INGRID ROJAS CONTRERAS: Yeah, it was the most surreal, most beautiful experience of my life. There was a real tension between being on the edge of remembering something and then that something just remaining out of reach, you know, forever. And the most curious part to me was the moment I realized that I couldn't figure out what had happened before the accident and realizing that for me, in that moment, the world started with being on the floor and, you know, hearing my head kind of like crack and then not knowing what had happened before that.
And as you say, instead of feeling fear, I just felt this immense sense of wonder. I remember just walking down the street and kind of thinking, wow, this is a street! You know, like there was a second lag where I would remember the word and sometimes I wouldn't remember the word. And that felt very poetic to me. There was this space to invent or there was this space where language hadn't been invented yet, in a sense.
BLAIR HODGES: You're a writer, so that must have been so incredible.

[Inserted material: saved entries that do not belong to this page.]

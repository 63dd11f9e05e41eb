//! Refresh token storage trait.

use async_trait::async_trait;
use time::OffsetDateTime;
use uuid::Uuid;

use crate::AuthResult;
use crate::types::RefreshToken;

/// Outcome of an atomic refresh-token rotation.
#[derive(Debug, Clone, PartialEq)]
pub enum RefreshClaim {
    /// The presented token was live; it is now rotated and the replacement stored.
    Rotated(RefreshToken),
    /// No token with that hash.
    NotFound,
    /// The presented token was already rotated. Possible theft.
    Reused(RefreshToken),
    /// The presented token is past `expires_at`.
    Expired(RefreshToken),
    /// The token's family was revoked.
    Revoked(RefreshToken),
}

/// Storage for refresh tokens. Tokens are looked up by SHA-256 hash.
#[async_trait]
pub trait RefreshTokenStorage: Send + Sync {
    /// Stores a new refresh token.
    ///
    /// Returns `false` without storing anything when the token's family has
    /// already been revoked, even if the family had no tokens at the time.
    ///
    /// # Errors
    ///
    /// Returns an error if the storage operation fails.
    async fn create(&self, token: &RefreshToken) -> AuthResult<bool>;

    /// Finds a token by hash.
    ///
    /// # Errors
    ///
    /// Returns an error if the storage operation fails.
    async fn find_by_hash(&self, token_hash: &str) -> AuthResult<Option<RefreshToken>>;

    /// Atomically retires the token with `token_hash` and stores `replacement`.
    ///
    /// The replacement is written only when the outcome is
    /// [`RefreshClaim::Rotated`]. Checks run in the order revoked, expired,
    /// already rotated.
    ///
    /// # Errors
    ///
    /// Returns an error if the storage operation fails.
    async fn consume_or_rotate(
        &self,
        token_hash: &str,
        replacement: &RefreshToken,
        now: OffsetDateTime,
    ) -> AuthResult<RefreshClaim>;

    /// Revokes every token in a family. Returns how many were revoked.
    ///
    /// The revocation outlives the call: tokens later created into the
    /// family are refused and rotation within it reports `Revoked`.
    ///
    /// # Errors
    ///
    /// Returns an error if the storage operation fails.
    async fn revoke_family(&self, family_id: Uuid, now: OffsetDateTime) -> AuthResult<u64>;

    /// Deletes tokens that expired before `now`.
    ///
    /// # Errors
    ///
    /// Returns an error if the storage operation fails.
    async fn cleanup_expired(&self, now: OffsetDateTime) -> AuthResult<u64>;
}
//! Token signing and issuance.
//!
//! - [`keys`] - signing key lifecycle and the published key set
//! - [`jwt`] - key material, JWT claims and JWKS types
//! - [`claims`] - scope-to-claims assembly
//! - [`service`] - the [`TokenIssuer`]

pub mod claims;
pub mod jwt;
pub mod keys;
pub mod service;

pub use claims::{AssembledClaims, ClaimsAssembler, claims_for_scope};
pub use jwt::{
    AccessTokenClaims, IdTokenClaims, Jwk, Jwks, JwtError, SigningAlgorithm, SigningKeyPair,
};
pub use keys::{KeyManager, KeySet, KeyStatus, SigningKey};
pub use service::{IssuedToken, TokenConfig, TokenIssuer};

INGRID ROJAS CONTRERAS: Yeah, it was really beautiful. And I think that there was a sense of being present. It's hard to, you know, even though I lived it, it's hard for me to recapture what that was now that I have my memory back. The feeling of not having memories at all meant that I didn't have thoughts to distract me from the present moment. So I was just continually in awe of the way that light was falling into a room and the way that roads kind of continue into the horizon. And just seeing people around and seeing all of these things around, and I had no intrusive memories or intrusive thoughts. I didn't have any regrets. I didn't have anything to kind of weigh me down. And so I think that's why the experience felt so weightless and just so beautiful.
BLAIR HODGES: You talk about that weightlessness. And then you write here a little bit later in the book that as your memory started to come back piece by piece, you say you started to grieve. And you say, “The narrowing of a life is gravity. Memory is burden. I mourned every ounce of memory returned.”

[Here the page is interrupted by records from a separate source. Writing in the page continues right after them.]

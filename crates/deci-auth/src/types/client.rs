//! Relying-party client registrations.

use serde::{Deserialize, Serialize};

// =============================================================================
// Grant Type
// =============================================================================

/// Token endpoint grant types a client may be registered for.
#[derive(Debug, Clone, Copy, PartialEq, Eq, Hash, Serialize, Deserialize)]
#[serde(rename_all = "snake_case")]
pub enum GrantType {
    /// Authorization code flow.
    AuthorizationCode,
    /// Refresh token flow.
    RefreshToken,
}

impl GrantType {
    /// Parses the `grant_type` parameter value.
    #[must_use]
    pub fn parse(value: &str) -> Option<Self> {
        match value {
            "authorization_code" => Some(Self::AuthorizationCode),
            "refresh_token" => Some(Self::RefreshToken),
            _ => None,
        }
    }

    /// Returns the OAuth 2.0 grant_type parameter value.
    #[must_use]
    pub fn as_str(&self) -> &'static str {
        match self {
            Self::AuthorizationCode => "authorization_code",
            Self::RefreshToken => "refresh_token",
        }
    }
}

impl std::fmt::Display for GrantType {
    fn fmt(&self, f: &mut std::fmt::Formatter<'_>) -> std::fmt::Result {
        write!(f, "{}", self.as_str())
    }
}

fn default_grant_types() -> Vec<GrantType> {
    vec![GrantType::AuthorizationCode, GrantType::RefreshToken]
}

fn default_active() -> bool {
    true
}

// =============================================================================
// Client
// =============================================================================

/// A registered relying party.
///
/// Immutable for the duration of a request; changes happen only in the
/// backing registry.
#[derive(Debug, Clone, Serialize, Deserialize, PartialEq)]
pub struct Client {
    /// Unique client identifier.
    #[serde(alias = "id")]
    pub client_id: String,

    /// Shared secret. `None` marks a public client.
    #[serde(default, skip_serializing_if = "Option::is_none", alias = "secret")]
    pub client_secret: Option<String>,

    /// Human-readable display name.
    pub name: String,

    /// Exact-match set of redirect URIs.
    #[serde(default)]
    pub redirect_uris: Vec<String>,

    /// Grant types this client may use at the token endpoint.
    #[serde(default = "default_grant_types")]
    pub grant_types: Vec<GrantType>,

    /// Scopes this client may request. Empty means any supported scope.
    #[serde(default)]
    pub scopes: Vec<String>,

    /// Overrides the provider-wide PKCE requirement for this client.
    #[serde(default, skip_serializing_if = "Option::is_none")]
    pub pkce_required: Option<bool>,

    /// Inactive clients fail lookup.
    #[serde(default = "default_active")]
    pub active: bool,
}

impl Client {
    /// Creates an active client allowed both grant types.
    #[must_use]
    pub fn new(
        client_id: impl Into<String>,
        client_secret: Option<String>,
        name: impl Into<String>,
        redirect_uris: Vec<String>,
    ) -> Self {
        Self {
            client_id: client_id.into(),
            client_secret,
            name: name.into(),
            redirect_uris,
            grant_types: default_grant_types(),
            scopes: Vec::new(),
            pkce_required: None,
            active: true,
        }
    }

    /// Validates the registration.
    ///
    /// # Errors
    ///
    /// Returns an error if the registration is inconsistent.
    pub fn validate(&self) -> Result<(), ClientValidationError> {
        if self.client_id.is_empty() {
            return Err(ClientValidationError::EmptyClientId);
        }

        if self.name.is_empty() {
            return Err(ClientValidationError::EmptyName);
        }

        if self.grant_types.is_empty() {
            return Err(ClientValidationError::NoGrantTypes);
        }

        if matches!(&self.client_secret, Some(secret) if secret.is_empty()) {
            return Err(ClientValidationError::EmptySecret);
        }

        if self.grant_types.contains(&GrantType::AuthorizationCode) && self.redirect_uris.is_empty()
        {
            return Err(ClientValidationError::NoRedirectUris);
        }

        if let Some(uri) = self
            .redirect_uris
            .iter()
            .find(|uri| url::Url::parse(uri).is_err())
        {
            return Err(ClientValidationError::InvalidRedirectUri(uri.clone()));
        }

        Ok(())
    }

    /// Returns `true` for clients registered without a secret.
    #[must_use]
    pub fn is_public(&self) -> bool {
        self.client_secret.is_none()
    }

    /// Exact string comparison against the registered set.
    #[must_use]
    pub fn is_redirect_uri_allowed(&self, uri: &str) -> bool {
        self.redirect_uris.iter().any(|allowed| allowed == uri)
    }

    /// Checks if the given scope is allowed for this client.
    ///
    /// An empty scopes list means all scopes are allowed.
    #[must_use]
    pub fn is_scope_allowed(&self, scope: &str) -> bool {
        self.scopes.is_empty() || self.scopes.iter().any(|allowed| allowed == scope)
    }

    /// Checks if the given grant type is allowed for this client.
    #[must_use]
    pub fn is_grant_type_allowed(&self, grant_type: GrantType) -> bool {
        self.grant_types.contains(&grant_type)
    }

    /// Returns whether PKCE is mandatory for this client.
    ///
    /// The per-client override wins; otherwise public clients follow the
    /// provider default and confidential clients are exempt.
    #[must_use]
    pub fn requires_pkce(&self, public_client_default: bool) -> bool {
        match self.pkce_required {
            Some(required) => required,
            None => self.is_public() && public_client_default,
        }
    }
}

// =============================================================================
// Validation Error
// =============================================================================

/// Errors that can occur during client validation.
#[derive(Debug, thiserror::Error)]
pub enum ClientValidationError {
    /// Client ID cannot be empty.
    #[error("Client ID cannot be empty")]
    EmptyClientId,

    /// Client name cannot be empty.
    #[error("Client name cannot be empty")]
    EmptyName,

    /// At least one grant type is required.
    #[error("At least one grant type is required")]
    NoGrantTypes,

    /// A present secret must not be empty.
    #[error("Client secret cannot be empty; omit it for public clients")]
    EmptySecret,

    /// Authorization code flow requires redirect URIs.
    #[error("Authorization code flow requires redirect URIs")]
    NoRedirectUris,

    /// A redirect URI is not an absolute URL.
    #[error("Invalid redirect URI: {0}")]
    InvalidRedirectUri(String),
}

And this is a memoir. This is a book about memory. So, in a sense, I wondered if this is a book of grieving for you, in a way.
INGRID ROJAS CONTRERAS: I love that question. I hadn't thought of it in that language before, but I think you're right. I think that there, probably before I lost my memory, I, like everyone else, had all of these misconceptions of what that would be. You know, as a writer, I kind of lived in terror of, for example, getting Alzheimer's and then not being able to write anymore and what would that mean. How would you live your life?
And when I lost my memory, what I found was that it was just—It was a state of knowing that was completely apart and aside from our state of knowing that we know. And, yeah, in some ways, you can't even compare it, but I did experience, you know, when my memory went away it was the most happy that I've ever been. And when memory returns, like experiencing, remembering certain things or, you know, sometimes I would go to sleep over the period of those eight weeks and I would remember something.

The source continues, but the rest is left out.